However, Delia's gets a quizzical, possibl y disbelieving lift of her eyebrow, and she gestures to her… What do you call your lover's daughter? Well, Lynette gestures to her whatever her title may be and smiles in Abby's direction, "But it's not all bad, see?"
"Yeah, the cut" Abby looks over to Huruma, threatening to bring it closer to the dark skinned woman, as if it might be actual fire itself. "I think she though that just because I can turn into fire, that the shade is flattering on me" But Delia enters, with child on hip and a ravaging of the cupboard for the Jelly. "Take it, I know there's some more coming on the boat when I leave, and I can get some at the store when I come back again, for you and Benji" Abigail offers to the nurse.
No need to worry about baby hands, there's a covering of thick plastic to do that job, protecting it. "Kasha likes it though" Which either says that Kasha has good choice in clothing for a six year old, or very poor. "Really though, this is a test of friendship? Sticking your friends in the ugliest color possible and seeing if they'll willing do it, and let you take pictures of ones self in it for posterity and evidence"
The dress is shook again. "I call this justifiable Homicide. I'm sorry judge, she made me wear salmon orange, I had to do it, for the better of the world"

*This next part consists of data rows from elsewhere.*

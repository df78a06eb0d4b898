#![forbid(unsafe_code)]
//! Big-endian sink and source used by the page codec.
//!
//! Integers are written in network byte order so persisted pages are
//! independent of the host. Reads never panic: running off the end of a
//! buffer surfaces as [`TesseraError::Corruption`].

use crate::types::{Result, TesseraError};

/// Growable output buffer pages serialize into.
#[derive(Default, Debug)]
pub struct PageSink {
    buf: Vec<u8>,
}

impl PageSink {
    /// Creates an empty sink.
    pub fn new() -> Self {
        Self::default()
    }

    /// Creates an empty sink with room for `cap` bytes.
    pub fn with_capacity(cap: usize) -> Self {
        Self {
            buf: Vec::with_capacity(cap),
        }
    }

    /// Appends a single byte.
    pub fn put_u8(&mut self, v: u8) {
        self.buf.push(v);
    }

    /// Appends a boolean as `0`/`1`.
    pub fn put_bool(&mut self, v: bool) {
        self.buf.push(u8::from(v));
    }

    /// Appends a big-endian `i32`.
    pub fn put_i32(&mut self, v: i32) {
        self.buf.extend_from_slice(&v.to_be_bytes());
    }

    /// Appends a big-endian `i64`.
    pub fn put_i64(&mut self, v: i64) {
        self.buf.extend_from_slice(&v.to_be_bytes());
    }

    /// Appends a big-endian `u64` through its two's-complement `i64` form.
    pub fn put_u64(&mut self, v: u64) {
        self.put_i64(v as i64);
    }

    /// Appends a length-prefixed byte string.
    pub fn put_bytes(&mut self, v: &[u8]) -> Result<()> {
        let len = i32::try_from(v.len())
            .map_err(|_| TesseraError::Invalid("byte string longer than i32::MAX"))?;
        self.put_i32(len);
        self.buf.extend_from_slice(v);
        Ok(())
    }

    /// Appends a length-prefixed UTF-8 string.
    pub fn put_str(&mut self, v: &str) -> Result<()> {
        self.put_bytes(v.as_bytes())
    }

    /// Bytes written so far.
    pub fn len(&self) -> usize {
        self.buf.len()
    }

    /// True if nothing has been written.
    pub fn is_empty(&self) -> bool {
        self.buf.is_empty()
    }

    /// Consumes the sink, returning the written bytes.
    pub fn into_vec(self) -> Vec<u8> {
        self.buf
    }
}

/// Slice-backed reader with offset tracking.
pub struct PageSource<'a> {
    buf: &'a [u8],
    off: usize,
}

impl<'a> PageSource<'a> {
    /// Creates a source positioned at the start of `buf`.
    pub fn new(buf: &'a [u8]) -> Self {
        Self { buf, off: 0 }
    }

    fn take(&mut self, n: usize) -> Result<&'a [u8]> {
        let end = self
            .off
            .checked_add(n)
            .ok_or_else(|| TesseraError::corruption("page source offset overflow"))?;
        if end > self.buf.len() {
            return Err(TesseraError::corruption(format!(
                "page truncated: need {n} bytes at offset {}, have {}",
                self.off,
                self.remaining()
            )));
        }
        let out = &self.buf[self.off..end];
        self.off = end;
        Ok(out)
    }

    fn take_array<const N: usize>(&mut self) -> Result<[u8; N]> {
        let mut out = [0u8; N];
        out.copy_from_slice(self.take(N)?);
        Ok(out)
    }

    /// Reads a single byte.
    pub fn get_u8(&mut self) -> Result<u8> {
        Ok(self.take(1)?[0])
    }

    /// Reads a boolean written by [`PageSink::put_bool`].
    pub fn get_bool(&mut self) -> Result<bool> {
        match self.get_u8()? {
            0 => Ok(false),
            1 => Ok(true),
            other => Err(TesseraError::corruption(format!("invalid flag byte {other}"))),
        }
    }

    /// Reads a big-endian `i32`.
    pub fn get_i32(&mut self) -> Result<i32> {
        Ok(i32::from_be_bytes(self.take_array()?))
    }

    /// Reads a big-endian `i64`.
    pub fn get_i64(&mut self) -> Result<i64> {
        Ok(i64::from_be_bytes(self.take_array()?))
    }

    /// Reads a `u64` written by [`PageSink::put_u64`].
    pub fn get_u64(&mut self) -> Result<u64> {
        Ok(self.get_i64()? as u64)
    }

    /// Reads a non-negative `i32` count.
    pub fn get_len(&mut self) -> Result<usize> {
        let len = self.get_i32()?;
        usize::try_from(len)
            .map_err(|_| TesseraError::corruption(format!("negative length {len}")))
    }

    /// Reads a length-prefixed byte string.
    pub fn get_bytes(&mut self) -> Result<Vec<u8>> {
        let len = self.get_len()?;
        Ok(self.take(len)?.to_vec())
    }

    /// Reads a length-prefixed UTF-8 string.
    pub fn get_string(&mut self) -> Result<String> {
        let raw = self.get_bytes()?;
        String::from_utf8(raw).map_err(|_| TesseraError::corruption("string is not valid UTF-8"))
    }

    /// Bytes left to read.
    pub fn remaining(&self) -> usize {
        self.buf.len() - self.off
    }

    /// Fails unless every byte was consumed.
    pub fn finish(&self) -> Result<()> {
        if self.remaining() != 0 {
            return Err(TesseraError::corruption(format!(
                "{} trailing bytes after page",
                self.remaining()
            )));
        }
        Ok(())
    }
}
#![forbid(unsafe_code)]

use std::{
    fs::{File, OpenOptions},
    io::{self, ErrorKind},
    path::Path,
    sync::Arc,
};

use tracing::trace;

use crate::types::{Result, TesseraError};

/// Positioned file I/O used by the file-backed store.
pub trait FileIo: Send + Sync + 'static {
    /// Reads exactly `dst.len()` bytes starting at `off`.
    fn read_at(&self, off: u64, dst: &mut [u8]) -> Result<()>;
    /// Writes all of `src` starting at `off`.
    fn write_at(&self, off: u64, src: &[u8]) -> Result<()>;
    /// Flushes data and metadata to disk.
    fn sync_all(&self) -> Result<()>;
    /// Current length of the file in bytes.
    fn len(&self) -> Result<u64>;
    /// Returns true if the file is empty.
    fn is_empty(&self) -> Result<bool> {
        Ok(self.len()? == 0)
    }
    /// Truncates or extends the file to `len` bytes.
    fn truncate(&self, len: u64) -> Result<()>;
}

#[cfg(unix)]
mod positioned {
    use std::{fs::File, io, os::unix::fs::FileExt};

    pub fn read_at(file: &File, dst: &mut [u8], off: u64) -> io::Result<usize> {
        file.read_at(dst, off)
    }

    pub fn write_at(file: &File, src: &[u8], off: u64) -> io::Result<usize> {
        file.write_at(src, off)
    }
}

#[cfg(windows)]
mod positioned {
    use std::{fs::File, io, os::windows::fs::FileExt};

    pub fn read_at(file: &File, dst: &mut [u8], off: u64) -> io::Result<usize> {
        file.seek_read(dst, off)
    }

    pub fn write_at(file: &File, src: &[u8], off: u64) -> io::Result<usize> {
        file.seek_write(src, off)
    }
}

/// [`FileIo`] over a shared `std::fs::File`.
#[derive(Clone)]
pub struct StdFileIo {
    inner: Arc<File>,
}

impl StdFileIo {
    /// Wraps an already opened file.
    pub fn new(file: File) -> Self {
        Self {
            inner: Arc::new(file),
        }
    }

    /// Opens or creates `path` for read-write access.
    pub fn open(path: impl AsRef<Path>) -> Result<Self> {
        let file = OpenOptions::new()
            .read(true)
            .write(true)
            .create(true)
            .truncate(false)
            .open(path)?;
        Ok(Self::new(file))
    }

    fn file(&self) -> &File {
        &self.inner
    }
}

impl FileIo for StdFileIo {
    fn read_at(&self, mut off: u64, mut dst: &mut [u8]) -> Result<()> {
        trace!(off, len = dst.len(), "io.read_at");
        while !dst.is_empty() {
            let read = positioned::read_at(self.file(), dst, off)?;
            if read == 0 {
                return Err(TesseraError::Io(io::Error::new(
                    ErrorKind::UnexpectedEof,
                    "read_at reached EOF",
                )));
            }
            dst = &mut dst[read..];
            off += read as u64;
        }
        Ok(())
    }

    fn write_at(&self, mut off: u64, mut src: &[u8]) -> Result<()> {
        trace!(off, len = src.len(), "io.write_at");
        while !src.is_empty() {
            let written = positioned::write_at(self.file(), src, off)?;
            if written == 0 {
                return Err(TesseraError::Io(io::Error::new(
                    ErrorKind::WriteZero,
                    "write_at wrote zero bytes",
                )));
            }
            src = &src[written..];
            off += written as u64;
        }
        Ok(())
    }

    fn sync_all(&self) -> Result<()> {
        self.file().sync_all().map_err(TesseraError::from)
    }

    fn len(&self) -> Result<u64> {
        Ok(self.file().metadata()?.len())
    }

    fn truncate(&self, len: u64) -> Result<()> {
        self.file().set_len(len).map_err(TesseraError::from)
    }
}
use std::time::{SystemTime, UNIX_EPOCH};

use crate::primitives::bytes::{PageSink, PageSource};
use crate::types::{RecordKey, Result, Revision};

use super::reference::PageReference;

/// Offset of the name page reference.
pub const NAME_REFERENCE_OFFSET: usize = 0;
/// Offset of the node trie reference.
pub const NODE_TRIE_REFERENCE_OFFSET: usize = 1;
/// Offset of the meta page reference.
pub const META_REFERENCE_OFFSET: usize = 2;

const REFERENCE_COUNT: usize = 3;

/// Per-revision root: record counters, commit time and the roots of the
/// node trie, name page and meta page.
#[derive(Clone, Debug, Default, PartialEq, Eq)]
pub struct RevisionRootPage {
    revision: Revision,
    references: [PageReference; REFERENCE_COUNT],
    revision_size: u64,
    max_record_key: Option<u64>,
    timestamp_ms: u64,
}

impl RevisionRootPage {
    /// Root of the very first revision.
    pub fn new(revision: Revision) -> Self {
        Self {
            revision,
            ..Self::default()
        }
    }

    /// Copy of a committed root, re-targeted at `revision`.
    ///
    /// References keep their keys, so untouched subtrees stay shared with
    /// the committed revision. The timestamp is reset and assigned again at
    /// commit.
    pub fn successor(committed: &RevisionRootPage, revision: Revision) -> Self {
        Self {
            revision,
            references: committed.references.clone(),
            revision_size: committed.revision_size,
            max_record_key: committed.max_record_key,
            timestamp_ms: 0,
        }
    }

    /// Revision this root belongs to.
    pub fn revision(&self) -> Revision {
        self.revision
    }

    /// Number of live records visible in this revision.
    pub fn revision_size(&self) -> u64 {
        self.revision_size
    }

    /// Largest record key allocated so far.
    pub fn max_record_key(&self) -> Option<RecordKey> {
        self.max_record_key.map(RecordKey)
    }

    /// Commit time in milliseconds since the Unix epoch; `0` until committed.
    pub fn timestamp_ms(&self) -> u64 {
        self.timestamp_ms
    }

    /// Reference at one of the `*_REFERENCE_OFFSET` positions.
    pub fn reference(&self, offset: usize) -> Option<&PageReference> {
        self.references.get(offset)
    }

    pub(crate) fn references(&self) -> &[PageReference] {
        &self.references
    }

    pub(crate) fn references_mut(&mut self) -> &mut [PageReference] {
        &mut self.references
    }

    pub(crate) fn increment_size(&mut self) {
        self.revision_size += 1;
    }

    pub(crate) fn decrement_size(&mut self) {
        self.revision_size = self.revision_size.saturating_sub(1);
    }

    pub(crate) fn allocate_record_key(&mut self) -> RecordKey {
        let next = self.max_record_key.map_or(0, |k| k + 1);
        self.max_record_key = Some(next);
        RecordKey(next)
    }

    pub(crate) fn observe_record_key(&mut self, key: RecordKey) {
        if self.max_record_key.map_or(true, |max| key.0 > max) {
            self.max_record_key = Some(key.0);
        }
    }

    /// Assigns the commit timestamp right before the page is serialized.
    pub(crate) fn stamp(&mut self) {
        self.timestamp_ms = SystemTime::now()
            .duration_since(UNIX_EPOCH)
            .map(|d| d.as_millis() as u64)
            .unwrap_or_default();
    }

    pub(crate) fn serialize_body(&self, sink: &mut PageSink) {
        sink.put_u64(self.revision.0);
        for reference in &self.references {
            reference.serialize(sink);
        }
        sink.put_u64(self.revision_size);
        sink.put_i64(self.max_record_key.map_or(-1, |k| k as i64));
        sink.put_u64(self.timestamp_ms);
    }

    pub(crate) fn deserialize_body(source: &mut PageSource<'_>) -> Result<Self> {
        let revision = Revision(source.get_u64()?);
        let references = [
            PageReference::deserialize(source)?,
            PageReference::deserialize(source)?,
            PageReference::deserialize(source)?,
        ];
        let revision_size = source.get_u64()?;
        let max_record_key = match source.get_i64()? {
            k if k < 0 => None,
            k => Some(k as u64),
        };
        let timestamp_ms = source.get_u64()?;
        Ok(Self {
            revision,
            references,
            revision_size,
            max_record_key,
            timestamp_ms,
        })
    }
}
//! Page containers and the two-tier cache that holds them.
//!
//! A [`PageContainer`] pairs the bucket version visible to reads with the
//! version pending for the next write. Caches never fail: a miss or an
//! internal problem in a second tier is reported as absence.

use std::sync::Arc;

use parking_lot::Mutex;
use rustc_hash::FxHashMap;

use crate::page::{NodePage, SlotEntry};
use crate::types::BucketNo;

mod tiered;
mod spill;

pub use tiered::{EvictionHook, LruPageCache, DEFAULT_LOG_CAPACITY};
pub use spill::SpillCache;

/// Read view and pending write of one bucket.
#[derive(Clone, Debug, PartialEq, Eq)]
pub struct PageContainer {
    complete: Arc<NodePage>,
    modified: Arc<NodePage>,
}

impl PageContainer {
    /// Pairs a fully materialized page with the page to persist.
    pub fn new(complete: NodePage, modified: NodePage) -> Self {
        Self {
            complete: Arc::new(complete),
            modified: Arc::new(modified),
        }
    }

    /// Container for a read transaction: both halves share one page.
    pub fn read_only(page: NodePage) -> Self {
        let page = Arc::new(page);
        Self {
            complete: Arc::clone(&page),
            modified: page,
        }
    }

    /// Container for a bucket that was never written.
    pub fn fresh(number: BucketNo, capacity: usize) -> Self {
        Self::new(NodePage::new(number, capacity), NodePage::new(number, capacity))
    }

    /// Every live slot as of this transaction.
    pub fn complete(&self) -> &NodePage {
        &self.complete
    }

    /// Slots that will be persisted on commit.
    pub fn modified(&self) -> &NodePage {
        &self.modified
    }

    pub(crate) fn modified_arc(&self) -> Arc<NodePage> {
        Arc::clone(&self.modified)
    }

    /// Writes `entry` into both halves.
    pub fn set_entry(&mut self, slot: usize, entry: Option<SlotEntry>) {
        Arc::make_mut(&mut self.complete).set_entry(slot, entry.clone());
        Arc::make_mut(&mut self.modified).set_entry(slot, entry);
    }
}

/// A cache tier keyed by bucket number.
pub trait PageCache: Send + Sync {
    /// Looks up a container.
    fn get(&self, key: u64) -> Option<PageContainer>;
    /// Stores a container, replacing any previous one.
    fn put(&self, key: u64, container: PageContainer);
    /// Removes and returns a container.
    fn remove(&self, key: u64) -> Option<PageContainer>;
    /// Drops every container, including those of lower tiers.
    fn clear(&self);
}

/// Second tier that discards everything handed to it.
#[derive(Clone, Copy, Debug, Default)]
pub struct NullCache;

impl PageCache for NullCache {
    fn get(&self, _key: u64) -> Option<PageContainer> {
        None
    }

    fn put(&self, _key: u64, _container: PageContainer) {}

    fn remove(&self, _key: u64) -> Option<PageContainer> {
        None
    }

    fn clear(&self) {}
}

/// Unbounded in-memory second tier.
#[derive(Debug, Default)]
pub struct MemoryCache {
    entries: Mutex<FxHashMap<u64, PageContainer>>,
}

impl MemoryCache {
    /// Creates an empty tier.
    pub fn new() -> Self {
        Self::default()
    }

    /// Number of held containers.
    pub fn len(&self) -> usize {
        self.entries.lock().len()
    }

    /// True if nothing is held.
    pub fn is_empty(&self) -> bool {
        self.entries.lock().is_empty()
    }
}

impl PageCache for MemoryCache {
    fn get(&self, key: u64) -> Option<PageContainer> {
        self.entries.lock().get(&key).cloned()
    }

    fn put(&self, key: u64, container: PageContainer) {
        self.entries.lock().insert(key, container);
    }

    fn remove(&self, key: u64) -> Option<PageContainer> {
        self.entries.lock().remove(&key)
    }

    fn clear(&self) {
        self.entries.lock().clear();
    }
}
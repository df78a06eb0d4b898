#![allow(missing_docs)]

use std::collections::BTreeMap;

use proptest::prelude::*;
use tessera::page::{NodePage, SlotEntry};
use tessera::{BucketNo, Record, Revisioning, Store, StoreOptions, TrieGeometry};

#[derive(Debug, Clone)]
enum Operation {
    Set { key: u64, value: u8 },
    Remove { key: u64 },
    Commit,
    Abort,
}

fn arb_operation() -> impl Strategy<Value = Operation> {
    prop_oneof![
        6 => (0u64..48, any::<u8>()).prop_map(|(key, value)| Operation::Set { key, value }),
        2 => (0u64..48).prop_map(|key| Operation::Remove { key }),
        2 => Just(Operation::Commit),
        1 => Just(Operation::Abort),
    ]
}

fn arb_policy() -> impl Strategy<Value = Revisioning> {
    prop_oneof![
        Just(Revisioning::FullDump),
        Just(Revisioning::Incremental),
        Just(Revisioning::Differential),
    ]
}

proptest! {
    #[test]
    fn prop_trie_offsets_are_a_bijection(
        exponent in 1u32..8,
        levels in 1usize..6,
        seed in any::<u64>(),
    ) {
        let geometry = TrieGeometry::new(1 << exponent, levels).unwrap();
        let number = seed % geometry.capacity();
        let offsets = geometry.offsets_for(number).unwrap();
        prop_assert_eq!(offsets.len(), levels);
        prop_assert!(offsets.iter().all(|&o| o < geometry.fanout()));
        prop_assert_eq!(geometry.reconstruct_number(&offsets), number);
        prop_assert!(geometry.offsets_for(geometry.capacity()).is_err());
    }

    #[test]
    fn prop_combining_a_combined_bucket_is_idempotent(
        policy in arb_policy(),
        snapshots in prop::collection::vec(
            prop::collection::vec(prop::option::of(any::<u8>()), 8),
            1..5,
        ),
    ) {
        let pages: Vec<NodePage> = snapshots
            .iter()
            .map(|slots| {
                let mut page = NodePage::new(BucketNo(3), 8);
                for (slot, value) in slots.iter().enumerate() {
                    let key = 3 * 8 + slot as u64;
                    page.set_entry(slot, value.map(|v| SlotEntry::Record(Record::new(key, vec![v]))));
                }
                page
            })
            .collect();
        let combined = policy.combine_for_read(&pages).unwrap();
        let again = policy.combine_for_read(std::slice::from_ref(&combined)).unwrap();
        prop_assert_eq!(again, combined);
    }
}

proptest! {
    #![proptest_config(ProptestConfig::with_cases(24))]

    #[test]
    fn prop_every_revision_matches_a_model(
        policy in arb_policy(),
        window in 1u32..5,
        ops in prop::collection::vec(arb_operation(), 1..80),
    ) {
        let dir = tempfile::tempdir().unwrap();
        let store = Store::create(
            StoreOptions::new(dir.path().join("store"))
                .revisioning(policy)
                .restore_window(window)
                .fanout_exponent(2)
                .trie_levels(4)
                .bucket_exponent(2)
                .log_capacity(2),
        )
        .unwrap();

        let mut trx = store.begin_write().unwrap();
        let mut pending: BTreeMap<u64, u8> = BTreeMap::new();
        let mut committed = vec![BTreeMap::new()];
        for op in ops {
            match op {
                Operation::Set { key, value } => {
                    trx.set_record(Record::new(key, vec![value])).unwrap();
                    pending.insert(key, value);
                }
                Operation::Remove { key } => {
                    let live = trx.remove_record(key).unwrap();
                    prop_assert_eq!(live, pending.remove(&key).is_some());
                }
                Operation::Commit => {
                    let revision = trx.commit().unwrap();
                    prop_assert_eq!(revision.0 as usize, committed.len());
                    committed.push(pending.clone());
                }
                Operation::Abort => {
                    trx.abort().unwrap();
                    pending = committed.last().cloned().unwrap_or_default();
                }
            }
        }
        trx.close().unwrap();

        for (revision, model) in committed.iter().enumerate() {
            let read = store.begin_read(Some(revision as u64)).unwrap();
            prop_assert_eq!(read.revision_size().unwrap(), model.len() as u64);
            for key in 0..48u64 {
                let expected = model.get(&key).map(|v| vec![*v]);
                prop_assert_eq!(read.get_record(key).unwrap().map(|r| r.payload), expected);
            }
        }
    }
}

Huruma narrows her eyes a moment, offended also in her sense of taste. She peers down over her shoulder to Delia and the baby, moving further in so they can pass into the room. Not getting too close to the chiffon, mind you. "Might as well go all th'way, wear a hat with a stuffed bird on it…" She holds her long hands up, forming them in the air around her head, as if testing a large hat. "She would like a burlap sack, if it meant you would be wearing it." It is difficult to tell if she is being catty, or if she is honest; sometimes, they know for Huruma the two are not always mutually exclusive.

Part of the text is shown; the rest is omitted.